As Downtown Kayoto, Chiko Chinyadza offers a listening experience akin to an all-you-can-eat buffet with a time limit: You are having it all and you are having it all right now. Fuzzy guitars, sadboi rap, and twinkling 2-step pile high. Some of it is really rather nice, much of it is familiar, and the odd tang is utterly new and remarkable. A good amount will be left on the plate, but the unguarded, have-a-go attitude is all part of the appeal. Previous outings—the Tyler-imitating Pinkboy in 2019, and 2021’s NAVIG8, which embraced guitars and a more forthright pop stance—tried on different looks without fully committing. Influences were proudly advertised, to the point of imitation. Kayoto’s latest EP, Learning in public, is more assured, and sparks with brilliant charm.

It helps that Kayoto, born in Zimbabwe and now based in Hull, is both a nimble rapper and proficient singer. He cycles styles and shifts between registers with ease, channeling a one-man boy band, though it’s his rapping—often delivered in a half-rasp—that’s most urgent and impressive. He can handle choruses from the softer verges of Britpop (“Run from you”) just as convincingly as a double-time verse switch (see “Lite,” which packs more ideas than the average mixtape). Occasionally, he leans a little heavily on his favored touchpoints—Drake, Kendrick, Frank—and slides away from the capacity to surprise. Indeed he’s best, like on slick, bouncy opener “Lite,” when not displaying his influences so proudly. Still, if “In2you” is Drake shortly after discovering archive footage of tastemaking ’90s rave Twice as Nice, or attending a millennial Brit’s wedding where garage-pop totems like “Flowers” and “Sweet Like Chocolate” are belted to the rafters, then it’s also a whole lot of fun—and brightly executed to boot.

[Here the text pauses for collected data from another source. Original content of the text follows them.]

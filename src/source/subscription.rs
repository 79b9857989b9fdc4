//! SubscriptionAdapter: awaiting one invocation of a callback source.
//!
//! Suspending binds a handler into the source. When the source fires, the
//! handler runs on the invoking thread and resumes the coroutine right there,
//! synchronously, before the invoking call returns; only a pinned coroutine
//! is bounced to its own thread. Arguments arrive as one tuple, so any arity
//! is handled by the same code; by-reference parameters are [`RefArg`]s that
//! alias the invoker's storage.
//!
//! The invoking call receives `R::default()` as soon as the coroutine
//! reaches its next suspension or completes, whatever the coroutine goes on
//! to produce.
//!
//! The binding is redeemed exactly once, by whichever of the invoking thread
//! and a cancelling thread wins the pending await. A handler that is invoked
//! again after that, for example through a copy the source kept, finds its
//! continuation gone and returns without touching the coroutine.
//!
//! The handler is the only owner of the continuation. A source that drops
//! the handler without invoking it (a single-cast delegate rebound by another
//! awaiter, a delegate that is cleared) thereby drops the continuation, and
//! the coroutine resumes with `SourceAbandoned`.
//!
//! [`RefArg`]: crate::host::RefArg

use crate::coordinator::{Continuation, Suspension};
use crate::error::{Error, Result};
use crate::host::{Binding, Bindable, Delegate, Handler, MulticastDelegate};
use crate::source::{AwaitableSource, Registration, SourceKind};
use crate::tracing_compat::trace;
use crate::transfer::{Delivered, Transfer};
use parking_lot::Mutex;
use std::future::IntoFuture;
use std::marker::PhantomData;
use std::sync::{Arc, Weak};

/// Adapter over anything [`Bindable`].
pub struct SubscriptionSource<D, A, R> {
    source: D,
    args: Arc<Mutex<Option<A>>>,
    _signature: PhantomData<fn(A) -> R>,
}

impl<D, A, R> SubscriptionSource<D, A, R> {
    /// Subscribes to `source` when awaited.
    pub fn new(source: D) -> Self {
        Self {
            source,
            args: Arc::new(Mutex::new(None)),
            _signature: PhantomData,
        }
    }
}

impl<D, A, R> std::fmt::Debug for SubscriptionSource<D, A, R> {
    fn fmt(&self, f: &mut std::fmt::Formatter<'_>) -> std::fmt::Result {
        f.debug_struct("SubscriptionSource")
            .field("delivered", &self.args.lock().is_some())
            .finish_non_exhaustive()
    }
}

struct SubscriptionRegistration {
    binding: Binding,
    continuation: Weak<Mutex<Option<Continuation>>>,
}

impl Registration for SubscriptionRegistration {
    fn unregister(self: Box<Self>) {
        if let Some(slot) = self.continuation.upgrade() {
            let continuation = slot.lock().take();
            drop(continuation);
        }
        if !self.binding.unbind() {
            trace!("subscription binding was already removed");
        }
    }
}

impl<D, A, R> AwaitableSource for SubscriptionSource<D, A, R>
where
    D: Bindable<A, R>,
    A: Send + 'static,
    R: Default + 'static,
{
    type Output = A;

    fn kind(&self) -> SourceKind {
        SourceKind::Subscription
    }

    fn is_ready(&self) -> bool {
        false
    }

    fn transfer(&self) -> Option<Transfer> {
        Some(Transfer::select(true, false))
    }

    fn try_take_fast_path(&mut self) -> Option<Result<A>> {
        None
    }

    fn register(&mut self, continuation: Continuation) -> Result<Box<dyn Registration>> {
        let slot = Arc::new(Mutex::new(Some(continuation)));
        let weak_slot = Arc::downgrade(&slot);
        let handler: Handler<A, R> = {
            let args_cell = Arc::clone(&self.args);
            Arc::new(move |args: A| {
                let continuation = slot.lock().take();
                if let Some(continuation) = continuation {
                    let args_cell = Arc::clone(&args_cell);
                    continuation.resume_with(move || {
                        *args_cell.lock() = Some(args);
                    });
                } else {
                    trace!("stale subscription invoked after unbind; ignored");
                }
                R::default()
            })
        };
        let binding = self.source.bind(handler)?;
        Ok(Box::new(SubscriptionRegistration {
            binding,
            continuation: weak_slot,
        }))
    }

    fn take_resolved(&mut self) -> Result<A> {
        let args = self.args.lock().take();
        let args = args.ok_or_else(|| Error::internal("subscription resumed without arguments"))?;
        Delivered::moved(args).into_value()
    }
}

impl<'a, A, R> IntoFuture for &'a Delegate<A, R>
where
    A: Send + 'static,
    R: Default + 'static,
{
    type Output = Result<A>;
    type IntoFuture = Suspension<SubscriptionSource<Delegate<A, R>, A, R>>;

    fn into_future(self) -> Self::IntoFuture {
        Suspension::new(SubscriptionSource::new(self.clone()))
    }
}

impl<'a, A> IntoFuture for &'a MulticastDelegate<A>
where
    A: Send + 'static,
{
    type Output = Result<A>;
    type IntoFuture = Suspension<SubscriptionSource<MulticastDelegate<A>, A, ()>>;

    fn into_future(self) -> Self::IntoFuture {
        Suspension::new(SubscriptionSource::new(self.clone()))
    }
}

#[cfg(test)]
mod tests {
    use super::*;
    use crate::coordinator::Coroutine;
    use crate::host::RefArg;
    use crate::test_utils::init_test_logging;
    use std::sync::atomic::{AtomicUsize, Ordering};

    /// Delegate wrapper counting binds and unbinds.
    #[derive(Clone, Default)]
    struct CountingDelegate {
        inner: Delegate<u32, bool>,
        binds: Arc<AtomicUsize>,
        unbinds: Arc<AtomicUsize>,
        kept: Arc<Mutex<Option<Handler<u32, bool>>>>,
    }

    impl Bindable<u32, bool> for CountingDelegate {
        fn bind(&self, handler: Handler<u32, bool>) -> Result<Binding> {
            self.binds.fetch_add(1, Ordering::SeqCst);
            *self.kept.lock() = Some(Arc::clone(&handler));
            let inner = self.inner.bind(handler)?;
            let unbinds = Arc::clone(&self.unbinds);
            Ok(Binding::new(inner.id(), move |_| {
                unbinds.fetch_add(1, Ordering::SeqCst);
                inner.unbind()
            }))
        }
    }

    #[test]
    fn invocation_resumes_inline_and_returns_default() {
        init_test_logging();
        let delegate: Delegate<(String, bool, RefArg<i32>), u8> = Delegate::new();
        let co = Coroutine::spawn({
            let delegate = delegate.clone();
            async move {
                let (name, flag, out) = (&delegate).await?;
                out.set(1);
                Ok::<_, Error>((name, flag))
            }
        });
        assert!(delegate.is_bound());

        let out = RefArg::new(0);
        let returned = delegate.execute((String::from("Name"), true, out.clone()));
        assert_eq!(returned, Some(0));
        assert_eq!(out.get(), 1);
        assert!(!delegate.is_bound());
        let (name, flag) = co.join().expect("done").expect("args");
        assert_eq!(name, "Name");
        assert!(flag);
    }

    #[test]
    fn natural_invocation_unbinds_exactly_once() {
        init_test_logging();
        let delegate = CountingDelegate::default();
        let co = Coroutine::spawn({
            let delegate = delegate.clone();
            async move { Suspension::new(SubscriptionSource::<_, u32, bool>::new(delegate)).await }
        });
        assert_eq!(delegate.inner.execute(7), Some(false));
        assert_eq!(co.join().expect("done").expect("args"), 7);
        assert_eq!(delegate.binds.load(Ordering::SeqCst), 1);
        assert_eq!(delegate.unbinds.load(Ordering::SeqCst), 1);
    }

    #[test]
    fn cancellation_unbinds_exactly_once_and_ignores_stale_copy() {
        init_test_logging();
        let delegate = CountingDelegate::default();
        let co = Coroutine::spawn({
            let delegate = delegate.clone();
            async move { Suspension::new(SubscriptionSource::<_, u32, bool>::new(delegate)).await }
        });
        co.cancel();
        assert!(co.is_cancelled());
        assert_eq!(delegate.unbinds.load(Ordering::SeqCst), 1);
        assert_eq!(delegate.inner.execute(1), None);

        let stale = delegate.kept.lock().take().expect("handler kept");
        assert!(!stale(2));
        assert_eq!(delegate.unbinds.load(Ordering::SeqCst), 1);
    }

    #[test]
    fn rebinding_a_single_cast_delegate_abandons_the_first_awaiter() {
        init_test_logging();
        let delegate: Delegate<u32> = Delegate::new();
        let first = Coroutine::spawn({
            let delegate = delegate.clone();
            async move { (&delegate).await }
        });
        assert!(!first.is_done());

        let second = Coroutine::spawn({
            let delegate = delegate.clone();
            async move { (&delegate).await }
        });
        assert!(first.is_done(), "replaced handler must release the first awaiter");
        let err = first.join().expect("done").expect_err("abandoned");
        assert_eq!(err.kind(), crate::error::ErrorKind::SourceAbandoned);

        assert_eq!(delegate.execute(5), Some(()));
        assert_eq!(second.join().expect("done").expect("args"), 5);
        assert!(!delegate.is_bound());
    }

    #[test]
    fn clearing_the_delegate_abandons_the_awaiter() {
        init_test_logging();
        let delegate: Delegate<u32, bool> = Delegate::new();
        let co = Coroutine::spawn({
            let delegate = delegate.clone();
            async move { (&delegate).await }
        });
        assert!(delegate.clear());
        let err = co.join().expect("done").expect_err("abandoned");
        assert_eq!(err.kind(), crate::error::ErrorKind::SourceAbandoned);
    }

    #[test]
    fn multicast_resumes_one_awaiter_per_subscription() {
        init_test_logging();
        let delegate: MulticastDelegate<u32> = MulticastDelegate::new();
        let co = Coroutine::spawn({
            let delegate = delegate.clone();
            async move {
                let first = (&delegate).await?;
                let second = (&delegate).await?;
                Ok::<_, Error>(first + second)
            }
        });
        assert_eq!(delegate.len(), 1);
        delegate.broadcast(2);
        assert_eq!(delegate.len(), 1);
        delegate.broadcast(3);
        assert!(delegate.is_empty());
        assert_eq!(co.join().expect("done").expect("sum"), 5);
    }
}
//! Host primitives the adapters await.
//!
//! These are the collaborators a coroutine layer sits on top of: thread-bound
//! job queues and a worker pool to resume on, single-shot promises and
//! retained-result tasks to await, and delegates to subscribe to. Each one is
//! awaitable through its adapter in [`source`](crate::source).

pub mod delegate;
pub mod pool;
pub mod queue;
pub mod single_shot;
pub mod task;

pub use delegate::{Bindable, Binding, BindingId, Delegate, Handler, MulticastDelegate, RefArg};
pub use pool::WorkerPool;
pub use queue::ThreadQueue;
pub use single_shot::{promise, Promise, SingleShot};
pub use task::{Task, TaskCompleter};
//! Thread affinity enforcement across adapters.

#[macro_use]
mod common;

use coadapt::{
    promise, Affinity, AwaitableEvent, CancelKind, Coroutine, Error, ErrorKind, EventMode,
    Outcome, ThreadQueue, WorkerPool,
};
use common::*;
use std::sync::mpsc;
use std::thread;
use std::time::Duration;

fn init_test(test_name: &str) {
    init_test_logging();
    test_phase!(test_name);
}

#[test]
fn pinned_start_off_thread_is_posted() {
    init_test("pinned_start_off_thread_is_posted");
    let (_queue, home) = spawn_queue("pinned-start");
    let co = Coroutine::spawn_pinned(&home, {
        let home = home.clone();
        async move { home.is_current() }
    });
    assert!(co.wait_timeout(CROSS_THREAD_TIMEOUT));
    assert!(co.join().expect("ran on home thread"));
    assert_eq!(co.affinity(), &Affinity::Pinned(home));
    test_complete!("pinned_start_off_thread_is_posted");
}

#[test]
fn every_resumption_of_a_pinned_coroutine_runs_on_its_thread() {
    init_test("every_resumption_of_a_pinned_coroutine_runs_on_its_thread");
    let (_queue, home) = spawn_queue("pinned-resume");
    let event = AwaitableEvent::new(EventMode::AutoReset, false);
    let (report, observed) = mpsc::channel();
    let co = Coroutine::builder().name("pinned-loop").pinned_to(&home).spawn({
        let home = home.clone();
        let event = event.clone();
        async move {
            for _ in 0..5 {
                (&event).await?;
                report.send(home.is_current()).expect("report");
            }
            Ok::<_, Error>(())
        }
    });

    for _ in 0..5 {
        let event = event.clone();
        thread::spawn(move || {
            while event.waiter_count() == 0 {
                thread::sleep(Duration::from_millis(1));
            }
            event.trigger();
        })
        .join()
        .expect("trigger thread");
        let on_home = observed.recv_timeout(CROSS_THREAD_TIMEOUT).expect("resumed");
        assert_with_log!(on_home, "resumed on pinned thread", true, on_home);
    }
    assert!(co.wait_timeout(CROSS_THREAD_TIMEOUT));
    assert!(co.join().expect("done").is_ok());
    assert_eq!(co.name(), Some("pinned-loop"));
    test_complete!("every_resumption_of_a_pinned_coroutine_runs_on_its_thread");
}

#[test]
fn shutting_down_the_home_thread_cancels_its_coroutine() {
    init_test("shutting_down_the_home_thread_cancels_its_coroutine");
    let queue = ThreadQueue::for_current_thread("soon-closed");
    let home = queue.descriptor();
    let (tx, rx) = promise::<u32>();
    let co = Coroutine::spawn_pinned(&home, async move { rx.await });
    assert!(!co.is_done());
    assert_eq!(queue.pinned_coroutines(), 1);

    queue.shutdown();
    assert!(co.is_done(), "unwound inline on the owning thread");
    let reason = match co.take_outcome() {
        Some(Outcome::Cancelled(reason)) => reason,
        other => panic!("expected shutdown cancellation, got {other:?}"),
    };
    assert_with_log!(
        reason.kind == CancelKind::Shutdown,
        "cancel kind",
        CancelKind::Shutdown,
        reason.kind
    );

    let setter = thread::spawn(move || tx.set(1));
    assert!(!setter.join().expect("setter"), "receiver went with the body");
    let err = queue.post(|| {}).expect_err("closed");
    assert_eq!(err.kind(), ErrorKind::ThreadUnavailable);
    test_complete!("shutting_down_the_home_thread_cancels_its_coroutine");
}

#[test]
fn pinned_coroutine_resumes_home_after_awaited_coroutine_finishes_elsewhere() {
    init_test("pinned_coroutine_resumes_home_after_awaited_coroutine_finishes_elsewhere");
    let (_queue, home) = spawn_queue("awaiting-home");
    let pool = WorkerPool::new(1).expect("pool");
    let (tx, rx) = promise::<u32>();
    let (finished_on, finisher) = mpsc::channel();
    let inner = Coroutine::spawn(async move {
        let value = rx.await;
        finished_on
            .send(thread::current().name().map(String::from))
            .expect("report");
        value
    });
    assert!(!inner.is_done());

    let outer = Coroutine::spawn_pinned(&home, {
        let home = home.clone();
        let inner = inner.clone();
        async move {
            let before = home.is_current();
            let value = inner.await??;
            Ok::<_, Error>((value, before, home.is_current()))
        }
    });

    pool.post(move || {
        tx.set(42);
    })
    .expect("post to pool");
    let inner_thread = finisher.recv_timeout(CROSS_THREAD_TIMEOUT).expect("inner finished");
    assert_ne!(inner_thread.as_deref(), Some("awaiting-home"));

    assert!(outer.wait_timeout(CROSS_THREAD_TIMEOUT));
    let (value, before, after) = outer.join().expect("done").expect("value");
    assert_eq!(value, 42);
    assert!(before, "started on home thread");
    assert_with_log!(after, "resumed on home thread", true, after);
    test_complete!("pinned_coroutine_resumes_home_after_awaited_coroutine_finishes_elsewhere");
}

#[test]
fn main_loop_queue_drives_pinned_coroutine() {
    init_test("main_loop_queue_drives_pinned_coroutine");
    let queue = ThreadQueue::for_current_thread("main-loop");
    let home = queue.descriptor();
    let (tx, rx) = promise::<&'static str>();
    let co = Coroutine::spawn_pinned(&home, {
        let home = home.clone();
        async move {
            let value = rx.await?;
            Ok::<_, Error>((value, home.is_current()))
        }
    });
    thread::spawn(move || tx.set("from worker"))
        .join()
        .expect("setter");
    assert!(!co.is_done());

    let finished = queue
        .run_until(|| co.is_done(), CROSS_THREAD_TIMEOUT)
        .expect("pumping on owner thread");
    assert!(finished);
    let (value, on_home) = co.join().expect("done").expect("value");
    assert_eq!(value, "from worker");
    assert!(on_home);
    test_complete!("main_loop_queue_drives_pinned_coroutine");
}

More than anything, Kayoto is honest in his approach, and transparent to an almost compulsive degree. On “Run from you” he raps silkily over lounge guitars about flights to California, before admitting, in a barely audible ad-lib, “I’ve never been to the U.S.” We know, because he broadcasts the fact, that this music and the captivating accompanying videos were put together between studying for a medical biochemistry degree and working at a supermarket. He projects ambition, without losing sight of the appeal of what’s real. He embraces Hull’s reputation for, well, not having much of a reputation (an unkind joke describes the place as “one letter from hell”). Kayoto’s done with stacking shelves now, and left the childhood dream of being a doctor back in the lecture halls, but he’s not about to pretend that those things, or his hometown, haven’t shaped him and his quest for pop recognition.

All this transfers via his naked lyrics. “Poison”—where he employs the age-old trick of pairing depressive, sludgy lines with a peppy beat, singing “I felt like poison, the way I spread so slow” over baile funk rim shots—is his take on a breakup song, and potent in its blend of bluntness and subtlety. It’s small-town, post-teen living in all its contradiction and imperfection, and Kayoto’s ability to pinpoint and illustrate these moments—of young love, figuring things out, grasping for a sense of self—with precision, but not pretension, makes him a compelling prospect.